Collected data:
################
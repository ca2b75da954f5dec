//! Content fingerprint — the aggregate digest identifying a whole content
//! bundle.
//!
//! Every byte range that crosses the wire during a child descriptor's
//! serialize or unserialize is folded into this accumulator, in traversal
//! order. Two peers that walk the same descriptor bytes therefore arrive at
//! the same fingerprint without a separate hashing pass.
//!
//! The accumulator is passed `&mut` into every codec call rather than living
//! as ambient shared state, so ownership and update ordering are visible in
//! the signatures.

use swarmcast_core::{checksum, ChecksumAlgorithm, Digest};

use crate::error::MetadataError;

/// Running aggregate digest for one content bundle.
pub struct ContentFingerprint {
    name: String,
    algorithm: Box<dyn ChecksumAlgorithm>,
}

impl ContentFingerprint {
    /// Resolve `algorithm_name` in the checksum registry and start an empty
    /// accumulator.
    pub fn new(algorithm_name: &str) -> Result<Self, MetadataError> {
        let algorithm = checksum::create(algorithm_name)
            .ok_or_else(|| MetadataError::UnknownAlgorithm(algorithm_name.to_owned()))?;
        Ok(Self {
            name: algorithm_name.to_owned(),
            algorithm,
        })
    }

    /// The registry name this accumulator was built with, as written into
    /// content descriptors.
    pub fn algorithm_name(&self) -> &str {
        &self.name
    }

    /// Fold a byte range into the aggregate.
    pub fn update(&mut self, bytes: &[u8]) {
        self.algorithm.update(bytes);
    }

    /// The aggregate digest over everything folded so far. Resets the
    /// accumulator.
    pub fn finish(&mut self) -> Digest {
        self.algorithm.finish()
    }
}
################
**Exercise directions**
The entire set of entries, and nothing else, should be set down exactly.

**Exercise response**
repository ca2b75da954f5dec
//! Content fingerprint — the aggregate digest identifying a whole content
//! bundle.
//!
//! Every byte range that crosses the wire during a child descriptor's
//! serialize or unserialize is folded into this accumulator, in traversal
//! order. Two peers that walk the same descriptor bytes therefore arrive at
//! the same fingerprint without a separate hashing pass.
//!
//! The accumulator is passed `&mut` into every codec call rather than living
//! as ambient shared state, so ownership and update ordering are visible in
//! the signatures.

use swarmcast_core::{checksum, ChecksumAlgorithm, Digest};

use crate::error::MetadataError;

/// Running aggregate digest for one content bundle.
pub struct ContentFingerprint {
    name: String,
    algorithm: Box<dyn ChecksumAlgorithm>,
}

impl ContentFingerprint {
    /// Resolve `algorithm_name` in the checksum registry and start an empty
    /// accumulator.
    pub fn new(algorithm_name: &str) -> Result<Self, MetadataError> {
        let algorithm = checksum::create(algorithm_name)
            .ok_or_else(|| MetadataError::UnknownAlgorithm(algorithm_name.to_owned()))?;
        Ok(Self {
            name: algorithm_name.to_owned(),
            algorithm,
        })
    }

    /// The registry name this accumulator was built with, as written into
    /// content descriptors.
    pub fn algorithm_name(&self) -> &str {
        &self.name
    }

    /// Fold a byte range into the aggregate.
    pub fn update(&mut self, bytes: &[u8]) {
        self.algorithm.update(bytes);
    }

    /// The aggregate digest over everything folded so far. Resets the
    /// accumulator.
    pub fn finish(&mut self) -> Digest {
        self.algorithm.finish()
    }
}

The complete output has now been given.